“As palavras ‘não tem batimento, tens de decidir que opção tomar’ pareciam-me noutro idioma, tentei pedir para repetir e ainda com a roupa no fundo das pernas já me estava a ser marcada uma curetagem cirúrgica”. Estas palavras são de Inês Cristóvão Silva, que, aos 28 anos, sofreu um aborto espontâneo. As memórias do momento em que soube que a sua gravidez não iria progredir não são claras, mas Inês lembra-se de se sentir muito pequena, como se a sala onde estava fosse tão grande e barulhenta que a pudesse engolir. “Foi tudo rápido e frio, parecia irreal”, conta. Aconselhada por “amigas da área”, acabou por decidir não realizar a cirurgia e optou por recorrer a medicação para expulsar o embrião. Inês estava grávida de oito semanas.
Cerca de 80% dos abortos espontâneos ocorrem antes das 12 semanas de gravidez e mais de metade destes casos estão associados a anomalias cromossómicas ou genéticas do embrião, como trissomias, por exemplo. “Outras causas conhecidas de aborto espontâneo são doenças maternas quando não existe um controlo adequado, tal como diabetes mellitus ou doenças da tiroide, tabagismo e consumo de álcool ou drogas, distúrbios da coagulação maternos hereditários ou adquiridos, disfunções hormonais ou anomalias anatómicas do útero”, explica à VISÃO Osvaldo Moutinho, médico obstetra e Diretor do Serviço de Ginecologia-Obstetrícia do Centro Hospitalar de Trás-Os-Montes e Alto Douro.

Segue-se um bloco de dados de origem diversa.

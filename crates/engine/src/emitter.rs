//! Rendering decisions into coordinator protocol records.
//!
//! The emitter only constructs records; posting them back to the coordinator
//! is the client's job. Timeouts and control metadata pass through verbatim
//! from the activity specs.

use galley_types::{DecisionRecord, ScheduleActivityRecord, WorkflowDefinition};

use crate::planner::Decision;

/// Renders one planned decision into the record list for the task response.
///
/// An empty schedule renders as an empty list: the no-op continuation that
/// lets already scheduled activities finish without new work.
pub fn emit(decision: &Decision, definition: &WorkflowDefinition) -> Vec<DecisionRecord> {
    match decision {
        Decision::Schedule(bound) => bound
            .iter()
            .map(|activity| {
                DecisionRecord::ScheduleActivity(ScheduleActivityRecord {
                    activity_type: activity.spec.activity_type.clone(),
                    version: activity.spec.version.clone(),
                    activity_id: activity.spec.activity_id.clone(),
                    task_list: definition.task_list.clone(),
                    input: activity.input.clone(),
                    control: activity.spec.control.clone(),
                    timeouts: activity.spec.timeouts,
                })
            })
            .collect(),
        Decision::Complete(result) => vec![DecisionRecord::CompleteExecution { result: result.clone() }],
        Decision::Fail { reason, details } => vec![DecisionRecord::FailExecution {
            reason: reason.clone(),
            details: details.clone(),
        }],
    }
}

#[cfg(test)]
mod tests {
    use serde_json::json;

    use galley_types::DecisionRecord;

    use super::*;
    use crate::builder::DefinitionTemplate;
    use crate::planner::{BoundActivity, Decision};

    fn definition() -> WorkflowDefinition {
        let template: DefinitionTemplate = serde_yaml::from_str(
            r#"
name: admin-email
version: "1"
task_list: articles
steps:
  - activities:
      - activity_type: Ping
        heartbeat_timeout: 60
        schedule_to_close_timeout: 120
        schedule_to_start_timeout: 30
        start_to_close_timeout: 90
"#,
        )
        .expect("parse template");
        template.build(json!(null))
    }

    #[test]
    fn schedule_records_carry_spec_fields_verbatim() {
        let definition = definition();
        let spec = definition.steps[0].activities[0].clone();
        let decision = Decision::Schedule(vec![BoundActivity {
            spec: spec.clone(),
            input: json!({"digest": true}),
        }]);

        let records = emit(&decision, &definition);
        assert_eq!(records.len(), 1);
        let DecisionRecord::ScheduleActivity(schedule) = &records[0] else {
            panic!("expected a schedule record");
        };
        assert_eq!(schedule.activity_type, "Ping");
        assert_eq!(schedule.task_list, "articles");
        assert_eq!(schedule.input, json!({"digest": true}));
        assert_eq!(schedule.timeouts, spec.timeouts);
    }

    #[test]
    fn the_empty_schedule_emits_no_records() {
        let definition = definition();
        assert!(emit(&Decision::Schedule(Vec::new()), &definition).is_empty());
    }

    #[test]
    fn terminal_decisions_emit_a_single_record() {
        let definition = definition();

        let complete = emit(&Decision::Complete(json!({"sent": 3})), &definition);
        assert_eq!(complete, vec![DecisionRecord::CompleteExecution { result: json!({"sent": 3}) }]);

        let fail = emit(
            &Decision::Fail {
                reason: "cancel requested".into(),
                details: None,
            },
            &definition,
        );
        assert_eq!(
            fail,
            vec![DecisionRecord::FailExecution {
                reason: "cancel requested".into(),
                details: None
            }]
        );
    }
}
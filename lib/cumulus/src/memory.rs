// This Source Code Form is subject to the terms of the Mozilla Public
// License, v. 2.0. If a copy of the MPL was not distributed with this
// file, You can obtain one at https://mozilla.org/MPL/2.0/.

//! In-process implementations of the storage and address collaborators.
//!
//! These back the standalone driver and the test suites. They honor the same
//! contracts a real document store must: atomic unique-id inserts, distinct
//! not-found and duplicate-key errors, and field-level updates.

use std::collections::BTreeMap;
use std::sync::Mutex;

use chrono::{DateTime, Utc};
use cumulus_types::AddressClass;
use uuid::Uuid;

use crate::address::AddressAllocator;
use crate::store::{Collection, Document, StoreError, ID_FIELD};

pub struct MemoryCollection {
    name: String,
    docs: Mutex<BTreeMap<String, Document>>,
}

impl MemoryCollection {
    pub fn new(name: impl Into<String>) -> Self {
        Self { name: name.into(), docs: Mutex::new(BTreeMap::new()) }
    }

    pub fn len(&self) -> usize {
        self.docs.lock().unwrap().len()
    }

    pub fn is_empty(&self) -> bool {
        self.len() == 0
    }

    fn not_found(&self, id: &str) -> StoreError {
        StoreError::NotFound {
            collection: self.name.clone(),
            id: id.to_string(),
        }
    }
}

impl Collection for MemoryCollection {
    fn name(&self) -> &str {
        &self.name
    }

    fn insert(
        &self,
        id: Option<&str>,
        mut doc: Document,
    ) -> Result<String, StoreError> {
        let id = match id {
            Some(id) => id.to_string(),
            None => Uuid::new_v4().to_string(),
        };

        let mut docs = self.docs.lock().unwrap();
        if docs.contains_key(&id) {
            return Err(StoreError::DuplicateKey {
                collection: self.name.clone(),
                id,
            });
        }

        doc.insert(ID_FIELD.to_string(), id.clone().into());
        docs.insert(id.clone(), doc);
        Ok(id)
    }

    fn find(&self, id: &str) -> Result<Document, StoreError> {
        self.docs
            .lock()
            .unwrap()
            .get(id)
            .cloned()
            .ok_or_else(|| self.not_found(id))
    }

    fn replace(&self, id: &str, mut doc: Document) -> Result<(), StoreError> {
        let mut docs = self.docs.lock().unwrap();
        let existing = docs.get_mut(id).ok_or_else(|| self.not_found(id))?;
        doc.insert(ID_FIELD.to_string(), id.into());
        *existing = doc;
        Ok(())
    }

    fn update_fields(
        &self,
        id: &str,
        fields: Document,
    ) -> Result<(), StoreError> {
        let mut docs = self.docs.lock().unwrap();
        let existing = docs.get_mut(id).ok_or_else(|| self.not_found(id))?;
        for (key, value) in fields {
            if key != ID_FIELD {
                existing.insert(key, value);
            }
        }
        Ok(())
    }

    fn remove_older_than(
        &self,
        field: &str,
        cutoff: DateTime<Utc>,
    ) -> Result<usize, StoreError> {
        let mut docs = self.docs.lock().unwrap();
        let before = docs.len();
        docs.retain(|_, doc| {
            let stamp = doc.get(field).cloned().and_then(|v| {
                serde_json::from_value::<DateTime<Utc>>(v).ok()
            });
            match stamp {
                Some(stamp) => stamp >= cutoff,
                None => true,
            }
        });
        Ok(before - docs.len())
    }

    fn ids(&self) -> Result<Vec<String>, StoreError> {
        Ok(self.docs.lock().unwrap().keys().cloned().collect())
    }
}

/// Where an address lease was allocated from.
#[derive(Clone, Copy, Debug, PartialEq, Eq)]
pub enum LeaseScope {
    /// A private address inside a VPC.
    Vpc(Uuid),
    /// An address from one of the node's address blocks.
    Block(AddressClass),
}

#[derive(Clone, Debug, PartialEq, Eq)]
pub struct AddressLease {
    pub instance: Uuid,
    pub scope: LeaseScope,
    pub address: String,
}

/// Address leases held in memory. Releasing removes every matching lease;
/// releasing something that is not leased is not an error.
#[derive(Default)]
pub struct MemoryAddresses {
    leases: Mutex<Vec<AddressLease>>,
}

impl MemoryAddresses {
    pub fn new() -> Self {
        Self::default()
    }

    pub fn lease(&self, lease: AddressLease) {
        self.leases.lock().unwrap().push(lease);
    }

    pub fn leases(&self) -> Vec<AddressLease> {
        self.leases.lock().unwrap().clone()
    }

    fn release_where(&self, pred: impl Fn(&AddressLease) -> bool) {
        self.leases.lock().unwrap().retain(|l| !pred(l));
    }
}

impl AddressAllocator for MemoryAddresses {
    fn release_instance_ip(
        &self,
        instance: Uuid,
        vpc: Uuid,
    ) -> Result<(), StoreError> {
        self.release_where(|l| {
            l.instance == instance && l.scope == LeaseScope::Vpc(vpc)
        });
        Ok(())
    }

    fn release_instance_addresses(
        &self,
        instance: Uuid,
        class: AddressClass,
    ) -> Result<(), StoreError> {
        self.release_where(|l| {
            l.instance == instance && l.scope == LeaseScope::Block(class)
        });
        Ok(())
    }
}
// This Source Code Form is subject to the terms of the Mozilla Public
// License, v. 2.0. If a copy of the MPL was not distributed with this
// file, You can obtain one at https://mozilla.org/MPL/2.0/.

//! The document store contract the core relies on.
//!
//! Records are persisted as JSON objects keyed by an opaque string id. The
//! store must be able to tell a missing document and a duplicate id apart
//! from any other failure, because the job reservation path turns the latter
//! into an ordinary "someone else got there first" answer.

use chrono::{DateTime, Utc};
use serde::{de::DeserializeOwned, Serialize};
use thiserror::Error;

/// A persisted record: a JSON object.
pub type Document = serde_json::Map<String, serde_json::Value>;

/// Field under which every stored document carries its id.
pub const ID_FIELD: &str = "id";

#[derive(Debug, Error)]
pub enum StoreError {
    #[error("no document {id} in {collection}")]
    NotFound { collection: String, id: String },

    #[error("document {id} already exists in {collection}")]
    DuplicateKey { collection: String, id: String },

    #[error("failed to convert document")]
    Serialization(#[from] serde_json::Error),

    #[error("storage backend failure: {0}")]
    Backend(String),
}

/// A named set of documents with field-level update granularity.
///
/// Implementations must be safe to call concurrently from many threads, and
/// `insert` must be atomic with respect to the id: of two racing inserts of
/// the same id, exactly one succeeds and the other observes
/// [`StoreError::DuplicateKey`].
pub trait Collection: Send + Sync {
    fn name(&self) -> &str;

    /// Inserts a new document. When `id` is `None` the store assigns a fresh
    /// one. Returns the id the document was stored under.
    fn insert(
        &self,
        id: Option<&str>,
        doc: Document,
    ) -> Result<String, StoreError>;

    fn find(&self, id: &str) -> Result<Document, StoreError>;

    /// Replaces the whole document stored under `id`.
    fn replace(&self, id: &str, doc: Document) -> Result<(), StoreError>;

    /// Sets each field of `fields` on the document stored under `id`,
    /// leaving all other fields untouched.
    fn update_fields(
        &self,
        id: &str,
        fields: Document,
    ) -> Result<(), StoreError>;

    /// Removes every document whose timestamp `field` is older than
    /// `cutoff`, returning how many were removed.
    fn remove_older_than(
        &self,
        field: &str,
        cutoff: DateTime<Utc>,
    ) -> Result<usize, StoreError>;

    fn ids(&self) -> Result<Vec<String>, StoreError>;
}

/// Converts a record into a document.
pub fn to_document<T: Serialize>(value: &T) -> Result<Document, StoreError> {
    match serde_json::to_value(value)? {
        serde_json::Value::Object(doc) => Ok(doc),
        other => Err(StoreError::Backend(format!(
            "record serialized to non-object value {}",
            other
        ))),
    }
}

/// Converts a document back into a record.
pub fn from_document<T: DeserializeOwned>(
    doc: Document,
) -> Result<T, StoreError> {
    Ok(serde_json::from_value(serde_json::Value::Object(doc))?)
}
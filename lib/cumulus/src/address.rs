// This Source Code Form is subject to the terms of the Mozilla Public
// License, v. 2.0. If a copy of the MPL was not distributed with this
// file, You can obtain one at https://mozilla.org/MPL/2.0/.

//! The address bookkeeping contract used when an instance's networking
//! changes underneath it.

use cumulus_types::AddressClass;
use uuid::Uuid;

use crate::store::StoreError;

#[cfg_attr(test, mockall::automock)]
pub trait AddressAllocator: Send + Sync {
    /// Releases the instance's private address inside `vpc`.
    fn release_instance_ip(
        &self,
        instance: Uuid,
        vpc: Uuid,
    ) -> Result<(), StoreError>;

    /// Releases every address of the given class held by the instance.
    fn release_instance_addresses(
        &self,
        instance: Uuid,
        class: AddressClass,
    ) -> Result<(), StoreError>;
}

Os fatores de risco mais relevantes para a ocorrência de abortos são a idade materna – o risco aumenta progressivamente à medida que a idade da mãe avança, apesar de poder acontecer em qualquer idade – e a existência de antecedentes de aborto, já que o risco de novo aborto após um anterior pode rondar os 20 por cento. Segundo o mesmo especialista, a partir de três ou mais abortos estabelece-se o diagnóstico de abortos recorrentes, segundo a maioria das sociedades internacionais, embora haja algumas entidades que definam esta situação após a ocorrência de dois.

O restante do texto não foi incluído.